Molecular correlation analysis evaluates the concentration change of different molecules in all samples. The maximum number of pairwise correlations among these molecules can be represented as n(n-1)/2. In our ionomics experimental setup 17 elements are measured for each sample. Figure 2 displays correlation networks for four Arabidopsis strain experimental groups: ler2, col0, 152–54 and fpt2 with just 68 elements displayed. This visualization will become extremely busy if thousands of correlations are displayed. For this reason, we implemented three methods for visual analysis of large numbers of correlations: one is to filter correlations based on correlation strength, the second is to create a larger image using zooming functions, the third enables the user to move a molecule (node) or an experiment category (circle) around to facilitate visualization. The two sliding bars at the bottom of the screen determine the correlation coefficient value used to filter the data displayed. All molecules having at least one correlation coefficient higher than the filtering criteria will be displayed as a node. The user can adjust the filter values either by moving the sliding bar or by entering a number at the bottom of the right panel. Molecular and correlation information is automatically updated on the graph in response to user changes. In the second approach, SysNet changes the size of the correlation map with zooming functions that enable the user to perform focused analyses. The user can also re-arrange the correlation map by simply selecting a circle or node and dragging it to another panel location. SysNet displays all nodes on a circle by default. Figure 2 is a screen shot showing that node 21 and 23 have been moved from their default location on the circle to another screen location for easy visualization.
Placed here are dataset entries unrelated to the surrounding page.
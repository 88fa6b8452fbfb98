use embedded_sdmmc::{BlockDevice, Mode, TimeSource, Timestamp, VolumeIdx, VolumeManager};
use log::error;

use super::{FileStore, StorageError};
use crate::time::{self, DateTime};

/// Map an embedded-sdmmc error, logging everything except a plain miss.
fn sd_err<E: core::fmt::Debug>(
    kind: StorageError,
    operation: &'static str,
) -> impl FnOnce(embedded_sdmmc::Error<E>) -> StorageError {
    move |e| match e {
        embedded_sdmmc::Error::NotFound => StorageError::NotFound,
        other => {
            error!("SD {} failed: {:?}", operation, other);
            kind
        }
    }
}

/// FAT timestamps for files we create. Without a live clock handle the
/// build time is the best available value.
#[derive(Debug, Clone, Copy, Default)]
pub struct BuildTimeSource;

impl TimeSource for BuildTimeSource {
    fn get_timestamp(&self) -> Timestamp {
        let t = time::build_time_utc()
            .filter(|t| t.year >= 1970)
            .unwrap_or(DateTime::new(2025, 1, 1, 0, 0, 0));
        Timestamp {
            year_since_1970: (t.year - 1970) as u8,
            zero_indexed_month: t.month.saturating_sub(1),
            zero_indexed_day: t.day.saturating_sub(1),
            hours: t.hour,
            minutes: t.minute,
            seconds: t.second,
        }
    }
}

/// These SD card operations are blocking and run on the acquisition loop.
/// Every operation opens the volume, root directory and file, and closes
/// them again before returning.
pub struct SdCardStorage<D, T>
where
    D: BlockDevice,
    T: TimeSource,
{
    volume_mgr: VolumeManager<D, T, 4, 4, 1>,
}

impl<D, T> SdCardStorage<D, T>
where
    D: BlockDevice,
    T: TimeSource,
{
    pub fn new(block_device: D, ts: T) -> Self {
        let volume_mgr = VolumeManager::new(block_device, ts);

        Self { volume_mgr }
    }

    /// Check that the card has a readable FAT volume.
    pub fn mount(&mut self) -> Result<(), StorageError> {
        let volume0 = self
            .volume_mgr
            .open_volume(VolumeIdx(0))
            .map_err(sd_err(StorageError::OpenFailed, "open volume"))?;
        let root_dir = volume0
            .open_root_dir()
            .map_err(sd_err(StorageError::OpenFailed, "open root"))?;

        root_dir
            .close()
            .map_err(sd_err(StorageError::OpenFailed, "close root"))?;
        volume0
            .close()
            .map_err(sd_err(StorageError::OpenFailed, "close volume"))?;
        Ok(())
    }

    fn write_file(&mut self, name: &str, mode: Mode, data: &[u8]) -> Result<(), StorageError> {
        let volume0 = self
            .volume_mgr
            .open_volume(VolumeIdx(0))
            .map_err(sd_err(StorageError::OpenFailed, "open volume"))?;
        let root_dir = volume0
            .open_root_dir()
            .map_err(sd_err(StorageError::OpenFailed, "open root"))?;
        let file = root_dir
            .open_file_in_dir(name, mode)
            .map_err(sd_err(StorageError::OpenFailed, "open file"))?;

        if !data.is_empty() {
            file.write(data)
                .map_err(sd_err(StorageError::WriteFailed, "write"))?;
        }

        // Closing flushes the directory entry; report it as a write failure.
        file.close()
            .map_err(sd_err(StorageError::WriteFailed, "close file"))?;
        root_dir
            .close()
            .map_err(sd_err(StorageError::WriteFailed, "close root"))?;
        volume0
            .close()
            .map_err(sd_err(StorageError::WriteFailed, "close volume"))?;
        Ok(())
    }
}

impl<D, T> FileStore for SdCardStorage<D, T>
where
    D: BlockDevice,
    T: TimeSource,
{
    fn size(&mut self, name: &str) -> Result<Option<u32>, StorageError> {
        let volume0 = self
            .volume_mgr
            .open_volume(VolumeIdx(0))
            .map_err(sd_err(StorageError::OpenFailed, "open volume"))?;
        let root_dir = volume0
            .open_root_dir()
            .map_err(sd_err(StorageError::OpenFailed, "open root"))?;

        let size = match root_dir.find_directory_entry(name) {
            Ok(entry) => Some(entry.size),
            Err(embedded_sdmmc::Error::NotFound) => None,
            Err(e) => return Err(sd_err(StorageError::ReadFailed, "find entry")(e)),
        };

        root_dir
            .close()
            .map_err(sd_err(StorageError::ReadFailed, "close root"))?;
        volume0
            .close()
            .map_err(sd_err(StorageError::ReadFailed, "close volume"))?;
        Ok(size)
    }

    fn append(&mut self, name: &str, data: &[u8]) -> Result<(), StorageError> {
        self.write_file(name, Mode::ReadWriteCreateOrAppend, data)
    }

    fn read_at(&mut self, name: &str, offset: u32, buf: &mut [u8]) -> Result<usize, StorageError> {
        let volume0 = self
            .volume_mgr
            .open_volume(VolumeIdx(0))
            .map_err(sd_err(StorageError::OpenFailed, "open volume"))?;
        let root_dir = volume0
            .open_root_dir()
            .map_err(sd_err(StorageError::OpenFailed, "open root"))?;
        let file = root_dir
            .open_file_in_dir(name, Mode::ReadOnly)
            .map_err(sd_err(StorageError::OpenFailed, "open file"))?;

        let mut count = 0;
        if offset < file.length() {
            file.seek_from_start(offset)
                .map_err(sd_err(StorageError::ReadFailed, "seek"))?;
            while count < buf.len() {
                let n = file
                    .read(&mut buf[count..])
                    .map_err(sd_err(StorageError::ReadFailed, "read"))?;
                if n == 0 {
                    break; // EOF
                }
                count += n;
            }
        }

        file.close()
            .map_err(sd_err(StorageError::ReadFailed, "close file"))?;
        root_dir
            .close()
            .map_err(sd_err(StorageError::ReadFailed, "close root"))?;
        volume0
            .close()
            .map_err(sd_err(StorageError::ReadFailed, "close volume"))?;
        Ok(count)
    }

    fn create_truncated(&mut self, name: &str) -> Result<(), StorageError> {
        self.write_file(name, Mode::ReadWriteCreateOrTruncate, &[])
    }

    fn remove(&mut self, name: &str) -> Result<(), StorageError> {
        let volume0 = self
            .volume_mgr
            .open_volume(VolumeIdx(0))
            .map_err(sd_err(StorageError::OpenFailed, "open volume"))?;
        let root_dir = volume0
            .open_root_dir()
            .map_err(sd_err(StorageError::OpenFailed, "open root"))?;

        root_dir
            .delete_file_in_dir(name)
            .map_err(sd_err(StorageError::WriteFailed, "delete"))?;

        root_dir
            .close()
            .map_err(sd_err(StorageError::WriteFailed, "close root"))?;
        volume0
            .close()
            .map_err(sd_err(StorageError::WriteFailed, "close volume"))?;
        Ok(())
    }

    /// Files are closed after every operation, so there is nothing buffered.
    fn flush(&mut self) -> Result<(), StorageError> {
        Ok(())
    }
}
Molecular profiling 'omics experiments include very many molecules, only some of which are of interest to biologists. For this reason, SysNet enables the user to add or remove a molecule by changing the status of the check box in the left panel. If a molecule is unchecked in the left panel, the node in the right panel representing that molecule and all correlation edges related with that molecule will disappear and the entire correlation network will be re-arranged. If an un-checked molecule on the left panel is checked, that molecule will be randomly inserted into the corresponding graphic display and the entire correlation network updated.
The disadvantage of circular display is the overlap of molecular indexes (software-assigned numbers to represent molecules in a graphic display) that may obscure visualization of correlations with these molecules. It is easier to see correlation patterns in a heat map display when dealing with large numbers of molecules. For example, three intense color regions are apparent along the diagonal indicating elements that are strongly correlated within experimental-sets (Fig. 3b; highlighted with dotted circles). It is not easy to recognize this pattern in the circular display (Fig. 2 and Fig. 3a). The disadvantage of the heat map is that all molecules are displayed on one axis so that it is difficult to see details of correlations for a single molecule if a large number of molecules are included. This problem is overcome in SysNet by creation of a large correlation map using the zooming functions.
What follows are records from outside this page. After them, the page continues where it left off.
//! Root application state for the tracker
//!
//! [`System`] owns every peripheral driver, the time manager, the scheduler,
//! the card and the modem. The main loop calls [`System::poll`]; operator
//! commands go through [`System::handle_command`] between polls, so they
//! never interleave with a sample tick.

mod command;

pub use command::*;

use embedded_hal::delay::DelayNs;
use log::{info, warn};

use crate::clock::Monotonic;
use crate::config::TrackerConfig;
use crate::error::TrackerError;
use crate::gnss::GnssReceiver;
use crate::rtc::{RtcClock, TimeAdjustment};
use crate::scheduler::{AcquisitionState, Devices, Scheduler, TickOutcome};
use crate::sensors::{PowerReading, Sensor};
use crate::storage::{recover_after_reset, FileStore, StorageError};
use crate::time_manager::{SyncStatus, TimeManager};
use crate::transmit::{ModemError, SbdModem, TransmitPipeline};

pub struct System<S, R, G, F, M, D, C>
where
    S: Sensor<Readings = PowerReading>,
    R: RtcClock,
    G: GnssReceiver,
    F: FileStore,
    M: SbdModem,
    D: DelayNs,
    C: Monotonic,
{
    pub devices: Devices<S, R, G>,
    pub store: F,
    /// `None` when no modem answered at boot.
    pub modem: Option<M>,
    time: TimeManager,
    scheduler: Scheduler,
    pipeline: TransmitPipeline,
    delay: D,
    clock: C,
}

impl<S, R, G, F, M, D, C> System<S, R, G, F, M, D, C>
where
    S: Sensor<Readings = PowerReading>,
    R: RtcClock,
    G: GnssReceiver,
    F: FileStore,
    M: SbdModem,
    D: DelayNs,
    C: Monotonic,
{
    /// Clean up after an interrupted shift, load `CONFIG.BIN` and bring up
    /// the time manager. Drivers are expected to be initialized already.
    pub fn new(
        mut devices: Devices<S, R, G>,
        mut store: F,
        modem: Option<M>,
        delay: D,
        clock: C,
    ) -> Result<Self, TrackerError> {
        recover_after_reset(&mut store)?;
        let config = TrackerConfig::load(&mut store);
        devices.gnss.set_criteria(config.fix_criteria);

        let mut time = TimeManager::new(config.time);
        let status = time.initialize(&mut devices.rtc, &devices.gnss, clock.now_ms());
        if !status.is_success() {
            warn!("time manager: {}", status);
        }
        if modem.is_none() {
            warn!("no satellite modem, transmission disabled");
        }

        Ok(Self {
            devices,
            store,
            modem,
            time,
            scheduler: Scheduler::new(config)?,
            pipeline: TransmitPipeline::new(config.transmit_settings()),
            delay,
            clock,
        })
    }

    pub fn config(&self) -> &TrackerConfig {
        self.scheduler.config()
    }

    pub fn state(&self) -> AcquisitionState {
        self.scheduler.state()
    }

    pub fn scheduler(&self) -> &Scheduler {
        &self.scheduler
    }

    pub fn time_manager(&self) -> &TimeManager {
        &self.time
    }

    pub fn pipeline(&self) -> &TransmitPipeline {
        &self.pipeline
    }

    pub fn now_ms(&self) -> u32 {
        self.clock.now_ms()
    }

    /// One pass of the main loop.
    pub fn poll(&mut self) -> TickOutcome {
        self.scheduler
            .tick(&mut self.devices, &mut self.time, &mut self.store, &self.clock)
    }

    pub fn handle_command(&mut self, command: Command) -> CommandStatus {
        let now = self.clock.now_ms();
        info!("command: {:?}", command);

        match command {
            Command::Start => {
                if self.scheduler.is_logging() {
                    return CommandStatus::NoChange;
                }
                match self.scheduler.start(&mut self.store, now) {
                    Ok(()) => CommandStatus::Done,
                    Err(e) => CommandStatus::failed(e),
                }
            }
            Command::Stop => {
                if !self.scheduler.is_logging() {
                    return CommandStatus::NoChange;
                }
                match self.scheduler.stop(&mut self.store) {
                    Ok(()) => CommandStatus::Done,
                    Err(e) => CommandStatus::failed(e),
                }
            }
            Command::SetLoggingMode(mode) => self.configure(|c| c.logging_mode = mode),
            Command::SetSessionDuration { minutes } => {
                self.configure(|c| c.session_duration_min = minutes)
            }
            Command::SetPowerInterval { ms } => self.configure(|c| c.power_sample_interval_ms = ms),
            Command::SetGnssInterval { ms } => self.configure(|c| c.gnss_sample_interval_ms = ms),
            Command::SetStatusInterval { ms } => {
                self.configure(|c| c.status_report_interval_ms = ms)
            }
            Command::SetSyncInterval { ms } => {
                let status = self.configure(|c| c.time.sync_interval_ms = ms);
                if status.is_ok() {
                    self.time.set_sync_interval(ms, now);
                }
                status
            }
            Command::SetTimeZone(tz) => {
                // The RTC keeps the zone too; only persist once it has it.
                if let Err(e) = self.time.set_timezone(&mut self.devices.rtc, tz) {
                    return CommandStatus::failed(e);
                }
                let status = self.configure(|c| c.time.default_timezone = tz);
                if status.is_ok() {
                    CommandStatus::TimeZoneSet(tz)
                } else {
                    status
                }
            }
            Command::AdjustTime(adjustment) => self.adjust_time(adjustment, now),
            Command::SyncTime => CommandStatus::Synced(self.time.force_sync(
                &mut self.devices.rtc,
                &mut self.devices.gnss,
                &mut self.delay,
                &self.clock,
            )),
            Command::Transmit(source) => self.transmit(&source),
            Command::DeleteFile(name) => {
                let result = self
                    .scheduler
                    .release_log(&mut self.store, &name)
                    .and_then(|()| {
                        if self.store.exists(&name)? {
                            self.store.remove(&name)
                        } else {
                            Err(StorageError::NotFound)
                        }
                    });
                match result {
                    Ok(()) => {
                        info!("deleted {}", name);
                        CommandStatus::Done
                    }
                    Err(e) => CommandStatus::failed(e),
                }
            }
            Command::FileSize(name) => match self.store.size(&name) {
                Ok(Some(bytes)) => CommandStatus::FileSize { name, bytes },
                Ok(None) => CommandStatus::failed(StorageError::NotFound),
                Err(e) => CommandStatus::failed(e),
            },
        }
    }

    /// Validate and apply a configuration change, then persist it.
    fn configure(&mut self, change: impl FnOnce(&mut TrackerConfig)) -> CommandStatus {
        let now = self.clock.now_ms();
        if let Err(e) = self.scheduler.update_config(&mut self.store, now, change) {
            warn!("configuration change rejected: {}", e);
            return CommandStatus::failed(e);
        }

        let config = *self.scheduler.config();
        self.pipeline.set_settings(config.transmit_settings());
        self.devices.gnss.set_criteria(config.fix_criteria);
        if let Err(e) = config.save(&mut self.store) {
            warn!("configuration applied but not saved: {}", e);
        }
        CommandStatus::Done
    }

    fn adjust_time(&mut self, adjustment: TimeAdjustment, now: u32) -> CommandStatus {
        match adjustment {
            TimeAdjustment::ToggleTimeZone => {
                match self.time.toggle_timezone(&mut self.devices.rtc) {
                    Ok(tz) => {
                        let status = self.configure(|c| c.time.default_timezone = tz);
                        if status.is_ok() {
                            CommandStatus::TimeZoneSet(tz)
                        } else {
                            status
                        }
                    }
                    Err(e) => CommandStatus::failed(e),
                }
            }
            TimeAdjustment::SetCustom(local) => {
                match self.time.set_manual_time(&mut self.devices.rtc, local, now) {
                    SyncStatus::Success => CommandStatus::TimeSet(local),
                    status => CommandStatus::Synced(status),
                }
            }
            _ => match self.devices.rtc.apply_time_adjustment(adjustment) {
                Ok(local) => CommandStatus::TimeSet(local),
                Err(e) => CommandStatus::failed(e),
            },
        }
    }

    /// Blocking: acquisition pauses until the modem session ends.
    fn transmit(&mut self, source: &TransmitSource) -> CommandStatus {
        let Some(modem) = self.modem.as_mut() else {
            return CommandStatus::failed(ModemError::NoModemDetected);
        };
        let name = source.file_name();

        if let Err(e) = self.scheduler.release_log(&mut self.store, name) {
            return CommandStatus::failed(e);
        }
        match self
            .pipeline
            .transmit_file(&mut self.store, name, modem, &mut self.delay, &self.clock)
        {
            Ok(report) => CommandStatus::Transmitted(report),
            Err(e) => {
                warn!("transmit {} failed: {}", name, e);
                CommandStatus::failed(e)
            }
        }
    }
}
Two color schemas are implemented to visualize the correlation strength: normal (Fig. 2) and high contrast (Fig. 3). The normal color scheme focuses only on the absolute value of correlation strength with white indicating zero and red indicating a correlation strength of 1. The high contrast color scheme differentiates positive (green lines) and negative correlations (red lines).
Comparative analysis of omics expression data – SysNet also enables researchers to interrogate comparative molecular expression studies. This may include any study that monitors molecular behavior under different conditions: platform comparisons, treatments, drug effects, time lapse, etc. Multiple samples are typically analyzed in parallel for 'omics studies, as is the case with our ionomics study. This experimental design enables scientists to understand both the technical and inter-sample variation. For SysNet comparative analyses, all expression data to be compared are concatenated into a single expression data table, where EIN is used to differentiate data for comparison.
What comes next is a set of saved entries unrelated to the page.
//! REST API response bodies.
//!
//! Three shapes share the `success` flag:
//!
//! - accepted: `{ success: true, courses, totalCourses, message, resolvedReferences }`
//! - validation failure: `{ success: false, errors, message: "Validation failed" }`
//! - any other rejection: `{ success: false, error }`

use axum::{http::StatusCode, Json};
use serde::{Deserialize, Serialize};
use serde_json::{json, Value};

use crate::catalog::ResolvedReferences;
use crate::error::ImportError;
use crate::models::CourseRecord;
use crate::pipeline::ImportReport;

/// Error half of every handler's `Result`.
pub type ApiError = (StatusCode, Json<Value>);

/// Body of an accepted import.
#[derive(Debug, Clone, Serialize, Deserialize)]
#[serde(rename_all = "camelCase")]
pub struct ImportResponse {
    pub success: bool,
    pub courses: Vec<CourseRecord>,
    pub total_courses: usize,
    pub message: String,
    pub resolved_references: Vec<ResolvedReferences>,
    #[serde(default, skip_serializing_if = "Vec::is_empty")]
    pub warnings: Vec<String>,
}

impl From<ImportReport> for ImportResponse {
    fn from(report: ImportReport) -> Self {
        let total = report.courses.len();
        Self {
            success: true,
            courses: report.courses,
            total_courses: total,
            message: format!("Successfully validated {} courses. Ready for batch processing.", total),
            resolved_references: report.resolved,
            warnings: report.warnings,
        }
    }
}

/// Body of a decode-only preview.
#[derive(Debug, Clone, Serialize, Deserialize)]
#[serde(rename_all = "camelCase")]
pub struct ParseResponse {
    pub success: bool,
    pub courses: Vec<CourseRecord>,
    pub total_courses: usize,
    pub message: String,
    #[serde(default, skip_serializing_if = "Vec::is_empty")]
    pub warnings: Vec<String>,
}

impl ParseResponse {
    pub fn new(courses: Vec<CourseRecord>, warnings: Vec<String>) -> Self {
        let total = courses.len();
        Self {
            success: true,
            courses,
            total_courses: total,
            message: format!("Successfully parsed {} courses. Ready for batch processing.", total),
            warnings,
        }
    }
}

/// Map a rejection to its status code and body.
pub fn rejection(err: &ImportError) -> ApiError {
    let status = StatusCode::from_u16(err.status_code()).unwrap_or(StatusCode::BAD_REQUEST);
    let body = match err {
        ImportError::Validation(errors) => json!({
            "success": false,
            "errors": errors,
            "message": err.to_string(),
        }),
        other => error_response(&other.to_string()),
    };
    (status, Json(body))
}

/// Create an error body
pub fn error_response(error: &str) -> Value {
    json!({
        "success": false,
        "error": error,
    })
}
Red coloring in figure 6 is used to indicate molecules detected in every experimental group in the comparative experiments while black indicates a molecule that was not detected in all experimental groups. If a molecule is not detected in any experimental group, or the molecule is deselected in the experimental information panel, that node does not appear in the graphic display. An index number of all molecules detected in a comparative experiment is displayed in the outermost circle. The designated index number may be employed to find molecular and experimental information in the experimental information panel.
Displaying all molecules in multiple concentric circles enables experimental information for each molecule to be easily categorized by location on the circle. This design also enables the user to perform interactive visual data analysis by simply clicking on the node representing each molecule of interest. However, the concentric circle display will become congested with large numbers of molecules. To address this problem, the SysNet zoom function may be employed to display the concentric circles in a larger graph. The zoom function is invoked by a single mouse right click.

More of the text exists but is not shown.